Offensive Notfallkommunikation der Feuerwehr Dresden: Falschmeldungen entgegenwirken und Leitstelle entlasten

Großbrand in Dresden am 24. Juni 2022: Gegen 21.30 Uhr geriet eine große Fabrikhalle in Brand. Als die Feuerwehr eintraf, war zunächst nur Rauch im Dachbereich der Halle zu sehen. In der Halle wurde Recyclingmüll gelagert, außerdem befanden sich Proberäume für Musiker und kleine Werkstätten in dem Gebäude. Nach kurzer Zeit entwickelte sich ein Vollbrand. Das Feuer erfasste große Teile der Halle. Das Dach stürzte großflächig ein. Immer wieder kam es zu Explosionen in der Halle. Die über 100 Feuerwehrleute konnten den Brand nur im Außenangriff bekämpfen. Da nicht genügend Hydranten zur Verfügung standen, musste das Löschwasser über lange Wegstrecken und mit Tanklöschfahrzeugen im Pendelverkehr herangeschafft werden.

Michael Klahre, Sachgebietsleiter Öffentlichkeitsarbeit und Berichtswesen bei der Feuerwehr Dresden, begleitete den Einsatz als Pressesprecher…

Durch die offensive Notfallkommunikationsstrategie konnten wir viele Anrufe und Nachfragen aus der Leitstelle raushalten sowie Falschmeldungen entgegenwirken. […] Ohne das Social Web ist eine moderne und zielgruppenorientierte Krisen- und Notfallkommunikation derzeit nicht möglich. Gleichwohl gibt es auch Menschen, die wir über andere Kanäle erreichen müssen.

Michael Klahre

Wie ist die Pressearbeit der Feuerwehr Dresden organisiert?

Michael Klahre, Sachgebietsleiter Öffentlichkeitsarbeit und Berichtswesen bei der Feuerwehr Dresden, begleitete den Einsatz als Pressesprecher. Foto: Feuerwehr Dresden

Michael Klahre: Wir führen bei der Feuerwehr Dresden eine strukturierte Pressearbeit an der Einsatzstelle durch.

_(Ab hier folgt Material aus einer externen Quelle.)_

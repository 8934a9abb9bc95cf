//! Column-oriented in-memory table.
//!
//! Every pipeline stage works on a `Table`: an ordered list of named, typed
//! columns of equal length. Nulls are `None`. The table is deliberately small:
//! it knows how to look columns up, select rows and render cells, and nothing
//! about cleaning or aggregation.

use std::fmt;

use chrono::NaiveDate;
use serde::{Deserialize, Serialize};

use crate::error::AppError;

/// Type tag of a column, as written to the cleaned artifact.
#[derive(Debug, Clone, Copy, PartialEq, Eq, Serialize, Deserialize)]
#[serde(rename_all = "lowercase")]
pub enum ColumnKind {
    Text,
    Date,
    Number,
}

impl ColumnKind {
    pub fn label(self) -> &'static str {
        match self {
            ColumnKind::Text => "text",
            ColumnKind::Date => "date",
            ColumnKind::Number => "number",
        }
    }
}

/// Values of one column.
#[derive(Debug, Clone, PartialEq, Serialize, Deserialize)]
#[serde(tag = "kind", content = "values", rename_all = "lowercase")]
pub enum ColumnData {
    Text(Vec<Option<String>>),
    Date(Vec<Option<NaiveDate>>),
    Number(Vec<Option<f64>>),
}

impl ColumnData {
    pub fn len(&self) -> usize {
        match self {
            ColumnData::Text(v) => v.len(),
            ColumnData::Date(v) => v.len(),
            ColumnData::Number(v) => v.len(),
        }
    }

    pub fn is_empty(&self) -> bool {
        self.len() == 0
    }

    pub fn kind(&self) -> ColumnKind {
        match self {
            ColumnData::Text(_) => ColumnKind::Text,
            ColumnData::Date(_) => ColumnKind::Date,
            ColumnData::Number(_) => ColumnKind::Number,
        }
    }

    /// Cell at `row`. Panics on out-of-range rows, like slice indexing.
    pub fn cell(&self, row: usize) -> Cell<'_> {
        match self {
            ColumnData::Text(v) => v[row].as_deref().map_or(Cell::Null, Cell::Text),
            ColumnData::Date(v) => v[row].map_or(Cell::Null, Cell::Date),
            ColumnData::Number(v) => v[row].map_or(Cell::Null, Cell::Number),
        }
    }

    pub fn null_count(&self) -> usize {
        match self {
            ColumnData::Text(v) => v.iter().filter(|x| x.is_none()).count(),
            ColumnData::Date(v) => v.iter().filter(|x| x.is_none()).count(),
            ColumnData::Number(v) => v.iter().filter(|x| x.is_none()).count(),
        }
    }

    pub fn as_text(&self) -> Option<&[Option<String>]> {
        match self {
            ColumnData::Text(v) => Some(v),
            _ => None,
        }
    }

    pub fn as_dates(&self) -> Option<&[Option<NaiveDate>]> {
        match self {
            ColumnData::Date(v) => Some(v),
            _ => None,
        }
    }

    pub fn as_numbers(&self) -> Option<&[Option<f64>]> {
        match self {
            ColumnData::Number(v) => Some(v),
            _ => None,
        }
    }

    fn take(&self, rows: &[usize]) -> ColumnData {
        match self {
            ColumnData::Text(v) => ColumnData::Text(rows.iter().map(|&i| v[i].clone()).collect()),
            ColumnData::Date(v) => ColumnData::Date(rows.iter().map(|&i| v[i]).collect()),
            ColumnData::Number(v) => ColumnData::Number(rows.iter().map(|&i| v[i]).collect()),
        }
    }
}

/// A named column.
#[derive(Debug, Clone, PartialEq, Serialize, Deserialize)]
pub struct Column {
    pub name: String,
    pub data: ColumnData,
}

impl Column {
    pub fn new(name: impl Into<String>, data: ColumnData) -> Self {
        Self {
            name: name.into(),
            data,
        }
    }

    pub fn text<S: Into<String>>(name: &str, values: impl IntoIterator<Item = Option<S>>) -> Self {
        Self::new(
            name,
            ColumnData::Text(values.into_iter().map(|v| v.map(Into::into)).collect()),
        )
    }

    pub fn dates(name: &str, values: impl IntoIterator<Item = Option<NaiveDate>>) -> Self {
        Self::new(name, ColumnData::Date(values.into_iter().collect()))
    }

    pub fn numbers(name: &str, values: impl IntoIterator<Item = Option<f64>>) -> Self {
        Self::new(name, ColumnData::Number(values.into_iter().collect()))
    }
}

/// Borrowed view of one cell.
#[derive(Debug, Clone, Copy, PartialEq)]
pub enum Cell<'a> {
    Null,
    Text(&'a str),
    Date(NaiveDate),
    Number(f64),
}

impl Cell<'_> {
    pub fn is_null(&self) -> bool {
        matches!(self, Cell::Null)
    }
}

impl fmt::Display for Cell<'_> {
    /// Renders nulls as the empty string so CSV output round-trips to null.
    fn fmt(&self, f: &mut fmt::Formatter<'_>) -> fmt::Result {
        match self {
            Cell::Null => Ok(()),
            Cell::Text(s) => f.write_str(s),
            Cell::Date(d) => write!(f, "{}", d.format("%Y-%m-%d")),
            Cell::Number(v) => write!(f, "{v}"),
        }
    }
}

/// An ordered set of equal-length columns.
#[derive(Debug, Clone, Default, PartialEq)]
pub struct Table {
    columns: Vec<Column>,
    n_rows: usize,
}

impl Table {
    /// Build a table, rejecting columns of unequal length.
    pub fn new(columns: Vec<Column>) -> Result<Self, AppError> {
        let n_rows = columns.first().map_or(0, |c| c.data.len());
        if let Some(bad) = columns.iter().find(|c| c.data.len() != n_rows) {
            return Err(AppError::new(
                2,
                format!(
                    "Column `{}` has {} values, expected {n_rows}.",
                    bad.name,
                    bad.data.len()
                ),
            ));
        }
        Ok(Self { columns, n_rows })
    }

    pub fn n_rows(&self) -> usize {
        self.n_rows
    }

    pub fn n_cols(&self) -> usize {
        self.columns.len()
    }

    pub fn is_empty(&self) -> bool {
        self.n_rows == 0
    }

    pub fn columns(&self) -> &[Column] {
        &self.columns
    }

    pub fn into_columns(self) -> Vec<Column> {
        self.columns
    }

    pub fn column_names(&self) -> Vec<&str> {
        self.columns.iter().map(|c| c.name.as_str()).collect()
    }

    /// First column with the given name.
    pub fn column(&self, name: &str) -> Option<&Column> {
        self.columns.iter().find(|c| c.name == name)
    }

    pub fn cell(&self, row: usize, col: usize) -> Cell<'_> {
        self.columns[col].data.cell(row)
    }

    pub fn row(&self, row: usize) -> Vec<Cell<'_>> {
        self.columns.iter().map(|c| c.data.cell(row)).collect()
    }

    /// New table holding the given rows, in the given order.
    pub fn take_rows(&self, rows: &[usize]) -> Table {
        Table {
            columns: self
                .columns
                .iter()
                .map(|c| Column::new(c.name.clone(), c.data.take(rows)))
                .collect(),
            n_rows: rows.len(),
        }
    }

    pub fn head(&self, n: usize) -> Table {
        let rows: Vec<usize> = (0..n.min(self.n_rows)).collect();
        self.take_rows(&rows)
    }
}

#[cfg(test)]
mod tests {
    use super::*;

    fn d(y: i32, m: u32, day: u32) -> NaiveDate {
        NaiveDate::from_ymd_opt(y, m, day).unwrap()
    }

    #[test]
    fn new_rejects_ragged_columns() {
        let err = Table::new(vec![
            Column::text("ticker", [Some("AAA"), Some("BBB")]),
            Column::numbers("volume", [Some(1.0)]),
        ])
        .unwrap_err();
        assert_eq!(err.exit_code(), 2);
        assert!(err.message().contains("volume"));
    }

    #[test]
    fn take_rows_reorders_every_column() {
        let table = Table::new(vec![
            Column::dates("trade_date", [Some(d(2024, 1, 1)), None, Some(d(2024, 1, 3))]),
            Column::text("ticker", [Some("AAA"), Some("BBB"), None::<&str>]),
        ])
        .unwrap();

        let picked = table.take_rows(&[2, 0]);
        assert_eq!(picked.n_rows(), 2);
        assert_eq!(picked.cell(0, 0), Cell::Date(d(2024, 1, 3)));
        assert_eq!(picked.cell(0, 1), Cell::Null);
        assert_eq!(picked.cell(1, 1), Cell::Text("AAA"));
    }

    #[test]
    fn column_lookup_returns_first_match() {
        let table = Table::new(vec![
            Column::text("price", [Some("a")]),
            Column::text("price", [Some("b")]),
        ])
        .unwrap();
        let col = table.column("price").unwrap();
        assert_eq!(col.data.cell(0), Cell::Text("a"));
    }

    #[test]
    fn cells_render_nulls_as_empty() {
        assert_eq!(Cell::Null.to_string(), "");
        assert_eq!(Cell::Date(d(2024, 2, 9)).to_string(), "2024-02-09");
        assert_eq!(Cell::Number(12.5).to_string(), "12.5");
    }
}
//! CSV ingest into a text-typed `Table`.
//!
//! This module turns an arbitrary CSV (any header names, any column count)
//! into a `Table` whose columns are all `text`. The only interpretation applied
//! is the missing-value token set: fields equal to one of
//! `MISSING_VALUE_TOKENS` become null. Everything else (trimming, typing,
//! renaming) belongs to the cleaner.

use std::fs::File;
use std::io::Read;
use std::path::Path;

use crate::domain::{Column, ColumnData, MISSING_VALUE_TOKENS, Table};
use crate::error::AppError;
use crate::io::artifact::write_atomically;

/// Read a CSV from any reader.
pub fn read_csv_table<R: Read>(reader: R) -> Result<Table, AppError> {
    let mut reader = csv::ReaderBuilder::new()
        .flexible(true)
        .trim(csv::Trim::None)
        .from_reader(reader);

    let headers: Vec<String> = reader
        .headers()
        .map_err(|e| AppError::new(2, format!("Failed to read CSV headers: {e}")))?
        .iter()
        .enumerate()
        .map(|(idx, name)| {
            // Excel and other tools sometimes emit UTF-8 CSVs with a BOM prefix
            // on the first header; it is not part of the column name.
            if idx == 0 {
                name.trim_start_matches('\u{feff}').to_string()
            } else {
                name.to_string()
            }
        })
        .collect();

    let mut values: Vec<Vec<Option<String>>> = vec![Vec::new(); headers.len()];

    for (idx, result) in reader.records().enumerate() {
        // +2: records start after the header line and lines are 1-based.
        let line = idx + 2;
        let record = result.map_err(|e| AppError::new(2, format!("CSV parse error on line {line}: {e}")))?;

        if record.len() > headers.len() {
            return Err(AppError::new(
                2,
                format!(
                    "CSV parse error on line {line}: expected {} fields, saw {}.",
                    headers.len(),
                    record.len()
                ),
            ));
        }

        for (col, slot) in values.iter_mut().enumerate() {
            slot.push(record.get(col).and_then(parse_field));
        }
    }

    let columns = headers
        .into_iter()
        .zip(values)
        .map(|(name, v)| Column::new(name, ColumnData::Text(v)))
        .collect();

    Table::new(columns)
}

/// Read a CSV file from disk.
pub fn read_csv_path(path: &Path) -> Result<Table, AppError> {
    let file = File::open(path)
        .map_err(|e| AppError::new(2, format!("Failed to open CSV '{}': {e}", path.display())))?;
    read_csv_table(file)
}

/// Write a table as CSV. Nulls are written as empty fields.
pub fn write_csv_table(path: &Path, table: &Table) -> Result<(), AppError> {
    write_atomically(path, |file| {
        let mut writer = csv::Writer::from_writer(file);
        writer
            .write_record(table.column_names())
            .map_err(|e| AppError::new(2, format!("Failed to write CSV header: {e}")))?;

        for row in 0..table.n_rows() {
            let fields = table.row(row).iter().map(|c| c.to_string()).collect::<Vec<_>>();
            writer
                .write_record(&fields)
                .map_err(|e| AppError::new(2, format!("Failed to write CSV row: {e}")))?;
        }

        writer
            .flush()
            .map_err(|e| AppError::new(2, format!("Failed to flush CSV: {e}")))
    })
}

fn parse_field(raw: &str) -> Option<String> {
    if MISSING_VALUE_TOKENS.contains(&raw) {
        None
    } else {
        Some(raw.to_string())
    }
}

#[cfg(test)]
mod tests {
    use super::*;
    use crate::domain::Cell;

    #[test]
    fn missing_tokens_become_null() {
        let csv = "Ticker,Close Price\nAAA,NA\nBBB,N/A\nCCC,null\nDDD,-\nEEE,\nFFF,12.5\n";
        let table = read_csv_table(csv.as_bytes()).unwrap();

        assert_eq!(table.n_rows(), 6);
        let close = &table.column("Close Price").unwrap().data;
        assert_eq!(close.null_count(), 5);
        assert_eq!(close.cell(5), Cell::Text("12.5"));
    }

    #[test]
    fn tokens_match_exactly_and_whitespace_is_kept() {
        let csv = "ticker,volume\n AAA ,na\n";
        let table = read_csv_table(csv.as_bytes()).unwrap();
        assert_eq!(table.cell(0, 0), Cell::Text(" AAA "));
        assert_eq!(table.cell(0, 1), Cell::Text("na"));
    }

    #[test]
    fn short_rows_are_padded_and_long_rows_fail() {
        let table = read_csv_table("a,b,c\n1,2\n".as_bytes()).unwrap();
        assert_eq!(table.cell(0, 2), Cell::Null);

        let err = read_csv_table("a,b\n1,2,3\n".as_bytes()).unwrap_err();
        assert_eq!(err.exit_code(), 2);
        assert!(err.message().contains("line 2"));
    }

    #[test]
    fn bom_is_stripped_from_first_header() {
        let table = read_csv_table("\u{feff}Date,Ticker\n2024-01-01,AAA\n".as_bytes()).unwrap();
        assert_eq!(table.column_names(), vec!["Date", "Ticker"]);
    }

    #[test]
    fn csv_file_round_trip_keeps_nulls_empty() {
        let dir = tempfile::tempdir().unwrap();
        let path = dir.path().join("raw").join("snapshot.csv");
        let table = read_csv_table("ticker,volume\nAAA,NA\nBBB,10\n".as_bytes()).unwrap();

        write_csv_table(&path, &table).unwrap();
        let text = std::fs::read_to_string(&path).unwrap();
        assert_eq!(text, "ticker,volume\nAAA,\nBBB,10\n");

        let back = read_csv_path(&path).unwrap();
        assert_eq!(back, table);
    }
}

Dazu begibt sich eine Kollegin bzw. ein Kollege der Pressestelle zum Ereignisort, sammelt alle wichtigen Informationen und nimmt dann zunächst Kontakt zur Stabsstelle Kommunikation der Polizeidirektion Dresden auf. Nachdem wir uns abgeglichen haben, erfolgt via Social-Media eine Erstinfo, welche in der Regel durch die lokalen Medienhäuser in die eigene Berichterstattung aufgenommen wird. Im Anschluss stehen wir dann vor Ort für Interviewanfragen von Journalisten oder Fragen der Bevölkerung zur Verfügung. Parallel dazu erfolgt das Monitoring des Social Webs, um auf Fake-News, Fragen oder Kommentare zeitnah reagieren zu können. Je nach Art und Größe des Ereignis werden eine oder mehrere Pressemitteilungen verfasst. Das Team der Pressestelle steht zu den Bürozeiten jederzeit zur Verfügung. Am Wochenende, Nachts oder an Feiertagen übernimmt der Direktionsdienst diese Aufgaben, allerdings nicht in derselben Qualität. Wir haben keine Rufbereitschaft, allerdings sind unsere Rufnummer dem Direktionsdienst bekannt und wenn er uns erreicht und wir es zeitlich einrichten können, übernehmen wir die notwendige Presse- und Öffentlichkeitsarbeit. 

Wie lief der Einsatz für Dich als Pressesprecher ab?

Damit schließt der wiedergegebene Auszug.